[scikit-learn] urgent help in scikit-learn
Shane Grigsby
shane.grigsby at colorado.edu
Wed Apr 5 11:30:30 EDT 2017
Hi Shuchi,
You probably want to query the Statsmodels community for this; they have
a google groups board here:
https://groups.google.com/forum/#!forum/pystatsmodels
Cheers,
Shane
On 04/05, Shuchi Mala wrote:
>Hi Raschka,
>
>I need an urgent help. how I can use Statsmodels Poisson function
>function (statsmodels.genmod.families.Poisson) with Sci-Kit Learn's cross
>validation metrics (cross_val_score, ShuffleSplit, cross_val_predict)?
>
>With Best Regards,
>Shuchi Mala
>Research Scholar
>Department of Civil Engineering
>MNIT Jaipur
>
>
>On Tue, Apr 4, 2017 at 2:05 PM, Shuchi Mala <shuchi.23 at gmail.com> wrote:
>
>> Hi Raschka,
>>
>> I need an urgent help. how I can use Statsmodels Poisson function
>> function (statsmodels.genmod.families.Poisson) with Sci-Kit Learn's cross
>> validation metrics (cross_val_score, ShuffleSplit, cross_val_predict)?
>>
>> With Best Regards,
>> Shuchi Mala
>> Research Scholar
>> Department of Civil Engineering
>> MNIT Jaipur
>>
>>
>> On Tue, Apr 4, 2017 at 9:15 AM, Shuchi Mala <shuchi.23 at gmail.com> wrote:
>>
>>> Hi Raschka,
>>>
>>> I want to know how to use cross validation when other regression model
>>> such as poisson is used in place of linear?
>>>
>>> Kindly help.
>>>
>>> With Best Regards,
>>> Shuchi Mala
>>> Research Scholar
>>> Department of Civil Engineering
>>> MNIT Jaipur
>>>
>>>
>>> On Mon, Apr 3, 2017 at 8:05 PM, Sebastian Raschka <se.raschka at gmail.com>
>>> wrote:
>>>
>>>> Don’t get me wrong, but you’d have to either manually label them
>>>> yourself, asking domain experts, or use platforms like Amazon Turk (or
>>>> collect them in some other way).
>>>>
>>>> > On Apr 3, 2017, at 7:38 AM, Shuchi Mala <shuchi.23 at gmail.com> wrote:
>>>> >
>>>> > How can I get ground truth labels of the training examples in my
>>>> dataset?
>>>> >
>>>> > With Best Regards,
>>>> > Shuchi Mala
>>>> > Research Scholar
>>>> > Department of Civil Engineering
>>>> > MNIT Jaipur
>>>> >
>>>> >
>>>> > On Fri, Mar 31, 2017 at 8:17 PM, Sebastian Raschka <
>>>> se.raschka at gmail.com> wrote:
>>>> > Hi, Shuchi,
>>>> >
>>>> > regarding labels_true: you’d only be able to compute the rand index
>>>> adjusted for chance if you have the ground truth labels iof the training
>>>> examples in your dataset.
>>>> >
>>>> > The second parameter, labels_pred, takes in the predicted cluster
>>>> labels (indices) that you got from the clustering. E.g,
>>>> >
>>>> > dbscn = DBSCAN()
>>>> > labels_pred = dbscn.fit(X).predict(X)
>>>> >
>>>> > Best,
>>>> > Sebastian
>>>> >
>>>> >
>>>> > > On Mar 31, 2017, at 12:02 AM, Shuchi Mala <shuchi.23 at gmail.com>
>>>> wrote:
>>>> > >
>>>> > > Thank you so much for your quick reply. I have one more doubt. The
>>>> below statement is used to calculate rand score.
>>>> > >
>>>> > > metrics.adjusted_rand_score(labels_true, labels_pred)
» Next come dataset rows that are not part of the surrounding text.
//! Phase 12: Closure tests
//!
//! Tests for arrow functions and closures (capturing outer variables).

use super::harness::*;

// ============================================================================
// Simple Arrow Functions
// ============================================================================

#[test]
fn test_arrow_expression_body() {
    expect_i32(
        "let double = (x: number): number => x * 2;
         return double(21);",
        42,
    );
}

#[test]
fn test_arrow_block_body() {
    expect_i32(
        "let add = (a: number, b: number): number => {
             return a + b;
         };
         return add(10, 32);",
        42,
    );
}

#[test]
fn test_arrow_no_params() {
    expect_i32(
        "let getAnswer = (): number => 42;
         return getAnswer();",
        42,
    );
}

#[test]
fn test_arrow_single_param() {
    expect_i32(
        "let double = (x: number): number => x * 2;
         return double(21);",
        42,
    );
}

// ============================================================================
// Closures - Capturing Variables
// ============================================================================

#[test]
fn test_closure_capture_single() {
    expect_i32(
        "let x = 10;
         let addX = (y: number): number => x + y;
         return addX(32);",
        42,
    );
}

#[test]
fn test_closure_capture_multiple() {
    expect_i32(
        "let a = 10;
         let b = 20;
         let sum = (): number => a + b + 12;
         return sum();",
        42,
    );
}

#[test]
fn test_closure_capture_and_modify() {
    // Closures capture by reference, so modifications are visible
    expect_i32(
        "let count = 0;
         let increment = (): number => {
             count = count + 1;
             return count;
         };
         increment();
         increment();
         return count;",
        2,
    );
}

#[test]
fn test_closure_capture_parameter() {
    expect_i32(
        "function makeAdder(x: number): (y: number) => number {
             return (y: number): number => x + y;
         }
         let add10 = makeAdder(10);
         return add10(32);",
        42,
    );
}

// ============================================================================
// Nested Closures
// ============================================================================

#[test]
fn test_closure_nested() {
    expect_i32(
        "let a = 10;
         let outer = (): number => {
             let b = 20;
             let inner = (): number => a + b + 12;
             return inner();
         };
         return outer();",
        42,
    );
}

#[test]
fn test_closure_nested_modification() {
    expect_i32(
        "let value = 0;
         let outer = (): number => {
             let inner = (): void => {
                 value = 42;
             };
             inner();
             return value;
         };
         return outer();",
        42,
    );
}

// ============================================================================
// Higher-Order Functions
// ============================================================================

#[test]
fn test_closure_as_parameter() {
    expect_i32(
        "function apply(f: (x: number) => number, x: number): number {
             return f(x);
         }
         let double = (x: number): number => x * 2;
         return apply(double, 21);",
        42,
    );
}

#[test]
fn test_closure_returned() {
    expect_i32(
        "function multiplier(n: number): (x: number) => number {
             return (x: number): number => x * n;
         }
         let times2 = multiplier(2);
         return times2(21);",
        42,
    );
}

#[test]
fn test_closure_compose() {
    expect_i32(
        "function compose<A, B, C>(f: (b: B) => C, g: (a: A) => B): (a: A) => C {
             return (a: A): C => f(g(a));
         }
         let double = (x: number): number => x * 2;
         let addOne = (x: number): number => x + 1;
         let doubleThenAddOne = compose(addOne, double);
         return doubleThenAddOne(20);",
        41,
    );
}

// ============================================================================
// Closures in Loops
// ============================================================================

// Simpler test to debug closure in loop capture behavior
#[test]
fn test_closure_capture_in_loop_simple() {
    // Create a single closure in a specific iteration
    expect_i32(
        "let closure: () => number = (): number => 0;
         for (let i = 0; i < 3; i = i + 1) {
             if (i == 2) {
                 closure = (): number => i;
             }
         }
         return closure();",
        2,
    );
}

// Test multiple closures without array to isolate the issue
#[test]
fn test_closure_capture_in_loop_multiple() {
    // Create three separate closures in different iterations
    expect_i32(
        "let c0: () => number = (): number => -1;
         let c1: () => number = (): number => -1;
         let c2: () => number = (): number => -1;
         for (let i = 0; i < 3; i = i + 1) {
             if (i == 0) { c0 = (): number => i; }
             if (i == 1) { c1 = (): number => i; }
             if (i == 2) { c2 = (): number => i; }
         }
         return c0() + c1() * 10 + c2() * 100;",
        210,  // 0 + 10 + 200
    );
}

// Test single closure in array (no loop) to verify array + closure works
#[test]
fn test_closure_in_array_simple() {
    expect_i32(
        "let closures: Array<() => number> = [];
         let x = 42;
         closures.push((): number => x);
         return closures[0]();",
        42,
    );
}

// Test multiple closures in array capturing different variables (no loop)
#[test]
fn test_closure_in_array_multiple() {
    expect_i32(
        "let closures: Array<() => number> = [];
         let a = 1;
         let b = 2;
         let c = 3;
         closures.push((): number => a);
         closures.push((): number => b);
         closures.push((): number => c);
         return closures[0]() + closures[1]() * 10 + closures[2]() * 100;",
        321,  // 1 + 20 + 300
    );
}

// Test multiple closures in loop capturing the same variable
#[test]
fn test_closure_in_array_loop_same_var() {
    // This is the problematic case - capturing same loop var
    expect_i32(
        "let closures: Array<() => number> = [];
         for (let i = 0; i < 3; i = i + 1) {
             closures.push((): number => i);
         }
         return closures[0]() + closures[1]() * 10 + closures[2]() * 100;",
        210,  // 0 + 10 + 200
    );
}

// Test with intermediate variable
#[test]
fn test_closure_in_array_loop_with_temp() {
    expect_i32(
        "let closures: Array<() => number> = [];
         for (let i = 0; i < 3; i = i + 1) {
             let closure = (): number => i;
             closures.push(closure);
         }
         return closures[0]() + closures[1]() * 10 + closures[2]() * 100;",
        210,  // 0 + 10 + 200
    );
}

// Test unconditional closure creation without array (always overwrite same var)
#[test]
fn test_closure_in_loop_unconditional() {
    // Every iteration overwrites the closure - should capture last value
    expect_i32(
        "let closure: () => number = (): number => -1;
         for (let i = 0; i < 3; i = i + 1) {
             closure = (): number => i;
         }
         return closure();",
        2,  // Last iteration: i=2
    );
}

#[test]
fn test_closure_in_loop_let() {
    // With 'let', each iteration gets its own binding
    expect_i32(
        "let closures: Array<() => number> = [];
         for (let i = 0; i < 3; i = i + 1) {
             closures.push((): number => i);
         }
         return closures[2]();",
        2,
    );
}

#[test]
fn test_closure_capture_loop_variable() {
    expect_i32(
        "let sum = 0;
         let adders: Array<() => void> = [];
         for (let i = 1; i <= 3; i = i + 1) {
             adders.push((): void => {
                 sum = sum + i;
             });
         }
         for (let adder of adders) {
             adder();
         }
         return sum;",
        6, // 1 + 2 + 3
    );
}

// ============================================================================
// Closure with this
// ============================================================================

#[test]
fn test_arrow_preserves_this() {
    // Arrow functions capture 'this' from enclosing scope
    expect_i32(
        "class Counter {
             value: number = 0;

             delayedIncrement(): void {
                 let increment = (): void => {
                     this.value = this.value + 1;
                 };
                 increment();
             }
         }
         let c = new Counter();
         c.delayedIncrement();
         return c.value;",
        1,
    );
}

// ============================================================================
// Immediately Invoked Function Expression (IIFE)
// ============================================================================

#[test]
fn test_iife_simple() {
    expect_i32(
        "let result = ((): number => {
             let x = 40;
             let y = 2;
             return x + y;
         })();
         return result;",
        42,
    );
}

#[test]
fn test_iife_with_args() {
    expect_i32(
        "let result = ((x: number, y: number): number => x + y)(10, 32);
         return result;",
        42,
    );
}

// ============================================================================
// Closures and Recursion
// ============================================================================

#[test]
fn test_closure_recursive() {
    expect_i32(
        "let factorial: (n: number) => number;
         factorial = (n: number): number => {
             if (n <= 1) { return 1; }
             return n * factorial(n - 1);
         };
         return factorial(5);",
        120,
    );
}
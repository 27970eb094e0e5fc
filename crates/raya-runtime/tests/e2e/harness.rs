//! Test harness for end-to-end compilation and execution
//!
//! Provides utilities for compiling Raya source code and executing it in the VM.

use raya_engine::compiler::{Compiler, Module};
use raya_engine::vm::{Value, Vm, VmError, RayaString};
use raya_engine::parser::{Interner, Parser, TypeContext};
use raya_engine::parser::checker::{Binder, TypeChecker};
use raya_runtime::StdNativeHandler;
use std::sync::Arc;

/// Get the builtin source files content
///
/// Returns the source code for all builtin classes.
fn get_builtin_sources() -> &'static str {
    concat!(
        // Object class (base class)
        include_str!("../../../raya-engine/builtins/Object.raya"),
        "\n",
        // Error classes (must come before other classes that might throw)
        include_str!("../../../raya-engine/builtins/Error.raya"),
        "\n",
        // Map class
        include_str!("../../../raya-engine/builtins/Map.raya"),
        "\n",
        // Set class
        include_str!("../../../raya-engine/builtins/Set.raya"),
        "\n",
        // Buffer class
        include_str!("../../../raya-engine/builtins/Buffer.raya"),
        "\n",
        // Date class
        include_str!("../../../raya-engine/builtins/Date.raya"),
        "\n",
        // Channel class
        include_str!("../../../raya-engine/builtins/Channel.raya"),
        "\n",
        // Mutex class
        include_str!("../../../raya-engine/builtins/Mutex.raya"),
        "\n",
        // Task class
        include_str!("../../../raya-engine/builtins/Task.raya"),
        "\n",
    )
}

/// Get the standard library module sources
///
/// Returns source code for std: modules (Logger, etc.) that are
/// included as builtins for single-file compilation in tests.
fn get_std_sources() -> &'static str {
    concat!(
        // Logger (std:logger)
        include_str!("../../../raya-stdlib/raya/logger.raya"),
        "\n",
        // Math (std:math)
        include_str!("../../../raya-stdlib/raya/math.raya"),
        "\n",
        // Reflect (std:reflect)
        include_str!("../../../raya-stdlib/raya/reflect.raya"),
        "\n",
        // Runtime (std:runtime)
        include_str!("../../../raya-stdlib/raya/runtime.raya"),
        "\n",
        // Crypto (std:crypto)
        include_str!("../../../raya-stdlib/raya/crypto.raya"),
        "\n",
        // Time (std:time)
        include_str!("../../../raya-stdlib/raya/time.raya"),
        "\n",
        // Path (std:path)
        include_str!("../../../raya-stdlib/raya/path.raya"),
        "\n",
        // Stream (std:stream)
        include_str!("../../../raya-stdlib/raya/stream.raya"),
        "\n",
        // POSIX stdlib modules
        // Fs (std:fs)
        include_str!("../../../raya-stdlib-posix/raya/fs.raya"),
        "\n",
        // Net (std:net)
        include_str!("../../../raya-stdlib-posix/raya/net.raya"),
        "\n",
        // Http (std:http)
        include_str!("../../../raya-stdlib-posix/raya/http.raya"),
        "\n",
        // Fetch (std:fetch)
        include_str!("../../../raya-stdlib-posix/raya/fetch.raya"),
        "\n",
        // Env (std:env)
        include_str!("../../../raya-stdlib-posix/raya/env.raya"),
        "\n",
        // Process (std:process)
        include_str!("../../../raya-stdlib-posix/raya/process.raya"),
        "\n",
        // Os (std:os)
        include_str!("../../../raya-stdlib-posix/raya/os.raya"),
        "\n",
        // Io (std:io)
        include_str!("../../../raya-stdlib-posix/raya/io.raya"),
        "\n",
    )
}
>>>> > > In my case what will be labels_true and labels_pred and how I will
>>>> calculate labels_pred?
>>>> > >
>>>> > > With Best Regards,
>>>> > > Shuchi Mala
>>>> > > Research Scholar
>>>> > > Department of Civil Engineering
>>>> > > MNIT Jaipur
>>>> > >
>>>> > >
>>>> > > On Thu, Mar 30, 2017 at 8:38 PM, Shane Grigsby <
>>>> shane.grigsby at colorado.edu> wrote:
>>>> > > Since you're using lat / long coords, you'll also want to convert
>>>> them to radians and specify 'haversine' as your distance metric; i.e. :
>>>> > >
>>>> > > coords = np.vstack([lats.ravel(),longs.ravel()]).T
>>>> > > coords *= np.pi / 180. # to radians
>>>> > >
>>>> > > ...and:
>>>> > >
>>>> > > db = DBSCAN(eps=0.3, min_samples=10, metric='haversine')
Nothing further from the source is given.